CloudGuard Network High Availability for Azure

Check Point and Microsoft have partnered to deliver a best-in-class experience for customers looking to extend advanced security protections to their Azure public and hybrid environments. Seamlessly integrating with the Azure and Azure Stack cloud infrastructures, CloudGuard Network for Microsoft Azure provides reliable and secure connectivity to public cloud assets while protecting applications and data with industry-leading threat prevention. Additionally, CloudGuard Network helps organizations by dramatically simplifying security management and policy enforcement across private, hybrid, and public cloud networks.

IT organizations can now achieve an advanced security posture that moves with Virtual Applications as they migrate from data centers to Azure hybrid cloud environment. As an Azure certified technology solution, CloudGuard Network compliments Azure cloud security controls to enable you to easily and seamlessly secure your assets in the cloud with elastic scalability and high availability using a cloud security solution integrated with both Azure and Azure Stack.

Prerequisites

To set up your system most efficiently, you must be familiar with these topics:

Vendor	Topics
Microsoft Azure	Virtual Networks Virtual Machines Load Balancers High Availability ports Public IP addresses User Defined Rules (UDR) Role Based Access Control (RBAC)
Check Point	Check Point with Microsoft Azure

Setting Up Check Point Clusters in Azure

A Cluster is a group of Virtual Machines that work together in High Availability Mode. One Cluster Member is the Active, and the second Cluster Member is the Standby. The cluster fails over from the Active Cluster Member to the Standby Cluster Member when necessary.

Cluster Members communicate to each other with unicast IP addresses.
For inbound, outbound, and East-West traffic, Cluster Members rely on Azure Load Balancers to represent their external and internal Virtual IP addresses. Load Balancers only forward traffic to the Active Cluster Member.
For VPN traffic, Load Balancers use API calls to Azure to communicate the failover from the Active Cluster Member. The Standby Cluster Member then promotes itself to Active.
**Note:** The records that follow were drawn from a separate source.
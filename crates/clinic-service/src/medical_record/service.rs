//! Medical record creation and access rules.

use std::sync::Arc;

use serde::{Deserialize, Serialize};
use serde_json::json;
use tracing::{info, warn};
use uuid::Uuid;

use clinic_core::error::{AppError, codes};
use clinic_database::repositories::{AppointmentRepository, MedicalRecordRepository};
use clinic_entity::appointment::{
    Appointment, AppointmentStatus, MessageType, NotificationMessage,
};
use clinic_entity::medical_record::{CreateMedicalRecord, MedicalRecord};
use clinic_entity::notification::NotificationCategory;
use clinic_entity::user::UserRole;

use crate::context::RequestContext;
use crate::notification::{NotificationDispatcher, OutgoingNotification};

/// Clinical findings for one appointment.
#[derive(Debug, Clone, Serialize, Deserialize)]
pub struct CreateMedicalRecordRequest {
    pub diagnosis: String,
    pub treatment: Option<String>,
    pub prescription: Option<String>,
    pub notes: Option<String>,
}

/// Writes and reads medical records.
#[derive(Debug, Clone)]
pub struct MedicalRecordService {
    record_repo: Arc<MedicalRecordRepository>,
    appointment_repo: Arc<AppointmentRepository>,
    dispatcher: Arc<NotificationDispatcher>,
}

/// Roles that may read any patient's records.
fn reads_any(role: UserRole) -> bool {
    matches!(
        role,
        UserRole::Doctor | UserRole::ClinicalStaff | UserRole::Admin | UserRole::Superadmin
    )
}

/// A record is written once, by the assigned doctor, after the visit.
///
/// The unique index on `appointment_id` still rejects a concurrent second
/// insert.
fn ensure_writable(
    ctx: &RequestContext,
    appointment: &Appointment,
    already_recorded: bool,
) -> Result<(), AppError> {
    ctx.require_role(&[UserRole::Doctor])?;
    if !appointment.is_assigned_to(ctx.user_id) {
        return Err(AppError::forbidden(
            codes::NOT_ASSIGNED_DOCTOR,
            "This appointment is not assigned to you",
        ));
    }
    if appointment.status != AppointmentStatus::Completed {
        return Err(AppError::validation(format!(
            "Medical records can only be written for completed appointments (current status: {})",
            appointment.status
        )));
    }
    if already_recorded {
        return Err(AppError::conflict(
            "A medical record already exists for this appointment",
        ));
    }
    Ok(())
}

impl MedicalRecordService {
    /// Creates a new medical record service.
    pub fn new(
        record_repo: Arc<MedicalRecordRepository>,
        appointment_repo: Arc<AppointmentRepository>,
        dispatcher: Arc<NotificationDispatcher>,
    ) -> Self {
        Self {
            record_repo,
            appointment_repo,
            dispatcher,
        }
    }

    /// Record the outcome of a completed appointment. Only its doctor may
    /// write it, and only once.
    pub async fn create(
        &self,
        ctx: &RequestContext,
        appointment_id: Uuid,
        req: CreateMedicalRecordRequest,
    ) -> Result<MedicalRecord, AppError> {
        ctx.require_role(&[UserRole::Doctor])?;

        let appointment = self
            .appointment_repo
            .find_by_id(appointment_id)
            .await?
            .ok_or_else(|| AppError::not_found(format!("Appointment {appointment_id} not found")))?;

        let already_recorded = self
            .record_repo
            .exists_for_appointment(appointment_id)
            .await?;
        ensure_writable(ctx, &appointment, already_recorded)?;

        let diagnosis = req.diagnosis.trim();
        if diagnosis.is_empty() {
            return Err(AppError::invalid_field("diagnosis", "A diagnosis is required"));
        }

        let record = self
            .record_repo
            .create(&CreateMedicalRecord {
                appointment_id,
                patient_id: appointment.patient_id,
                doctor_id: ctx.user_id,
                diagnosis: diagnosis.to_string(),
                treatment: req.treatment,
                prescription: req.prescription,
                notes: req.notes,
            })
            .await?;

        info!(record_id = %record.id, appointment_id = %appointment_id, "Medical record created");

        let outgoing = OutgoingNotification {
            user_id: appointment.patient_id,
            category: NotificationCategory::MedicalRecord,
            message: NotificationMessage {
                title: "Medical Record Available".to_string(),
                message: format!(
                    "A medical record for your appointment on {} is now available.",
                    appointment.appointment_date.format("%Y-%m-%d")
                ),
                kind: MessageType::Info,
            },
            context: json!({ "appointment_id": appointment_id, "record_id": record.id }),
        };
        if let Err(e) = self.dispatcher.dispatch(&outgoing).await {
            warn!(record_id = %record.id, error = %e, "Failed to queue record notification");
        }

        Ok(record)
    }

    /// The caller's own records.
    pub async fn list_own(&self, ctx: &RequestContext) -> Result<Vec<MedicalRecord>, AppError> {
        self.record_repo.find_by_patient(ctx.user_id).await
    }

    /// Records of `patient_id`; patients may only read their own.
    pub async fn list_for_patient(
        &self,
        ctx: &RequestContext,
        patient_id: Uuid,
    ) -> Result<Vec<MedicalRecord>, AppError> {
        if !reads_any(ctx.role) && ctx.user_id != patient_id {
            return Err(AppError::forbidden(
                codes::NOT_RESOURCE_OWNER,
                "You can only view your own medical records",
            ));
        }
        self.record_repo.find_by_patient(patient_id).await
    }
}

#[cfg(test)]
mod tests {
    use super::*;
    use chrono::{NaiveDate, NaiveTime, Utc};
    use clinic_core::error::ErrorKind;
    use clinic_entity::appointment::{AppointmentPriority, AppointmentType};

    fn appointment(status: AppointmentStatus, doctor_id: Uuid) -> Appointment {
        Appointment {
            id: Uuid::new_v4(),
            patient_id: Uuid::new_v4(),
            doctor_id: Some(doctor_id),
            appointment_date: NaiveDate::from_ymd_opt(2025, 11, 10).unwrap(),
            appointment_time: NaiveTime::from_hms_opt(11, 0, 0).unwrap(),
            status,
            priority: AppointmentPriority::Normal,
            appointment_type: AppointmentType::General,
            reason: "Persistent cough".into(),
            notes: None,
            rejection_reason: None,
            cancellation_reason: None,
            reviewed_by: None,
            assigned_by: None,
            reviewed_at: None,
            assigned_at: None,
            confirmed_at: None,
            rescheduled_at: None,
            completed_at: None,
            cancelled_at: None,
            rejected_at: None,
            created_at: Utc::now(),
            updated_at: Utc::now(),
        }
    }

    fn doctor(id: Uuid) -> RequestContext {
        RequestContext::new(id, UserRole::Doctor, "dr@uni.edu.tr".into())
    }

    #[test]
    fn test_assigned_doctor_writes_completed_visit() {
        let id = Uuid::new_v4();
        let appt = appointment(AppointmentStatus::Completed, id);
        assert!(ensure_writable(&doctor(id), &appt, false).is_ok());
    }

    #[test]
    fn test_only_doctors_write_records() {
        let id = Uuid::new_v4();
        let appt = appointment(AppointmentStatus::Completed, id);
        let staff = RequestContext::new(id, UserRole::ClinicalStaff, "c@uni.edu.tr".into());
        let err = ensure_writable(&staff, &appt, false).unwrap_err();
        assert_eq!(err.error_code(), codes::INSUFFICIENT_PERMISSIONS);

        let other = ensure_writable(&doctor(Uuid::new_v4()), &appt, false).unwrap_err();
        assert_eq!(other.error_code(), codes::NOT_ASSIGNED_DOCTOR);
    }

    #[test]
    fn test_record_needs_completed_visit() {
        let id = Uuid::new_v4();
        for status in [AppointmentStatus::Assigned, AppointmentStatus::Confirmed] {
            let err = ensure_writable(&doctor(id), &appointment(status, id), false).unwrap_err();
            assert_eq!(err.kind, ErrorKind::Validation);
        }
    }

    #[test]
    fn test_one_record_per_appointment() {
        let id = Uuid::new_v4();
        let appt = appointment(AppointmentStatus::Completed, id);
        let err = ensure_writable(&doctor(id), &appt, true).unwrap_err();
        assert_eq!(err.kind, ErrorKind::Conflict);
    }

    #[test]
    fn test_reads_any() {
        assert!(reads_any(UserRole::Doctor));
        assert!(reads_any(UserRole::Admin));
        assert!(!reads_any(UserRole::Student));
        assert!(!reads_any(UserRole::AcademicStaff));
    }
}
During cluster failover, the Standby Cluster Member associates the private and public cluster IP addresses of the Active Cluster Member with its external interface.

Azure API authentication

To make API calls to Azure automatically, Cluster Members need Azure Active Directory credentials. Use the Role-Based Access Control (RBAC) to enable Active Directory.

The Check Point Security Management Server in the Azure Cloud, or on-premises, manages the Check Point Cluster Members

Azure Internal Load Balancer

The Internal Load Balancer deploys by default as part of the solution template. It is automatically configured to listen and forward any TCP or UDP traffic on its High Availability ports. The Internal Load Balancer gets an automatically assigned name:

backend-lb.

Azure sends probes from the source IP address 168.63.129.16 to TCP port 8117 to monitor the health of the Check Point CloudGuard Network Security Gateways.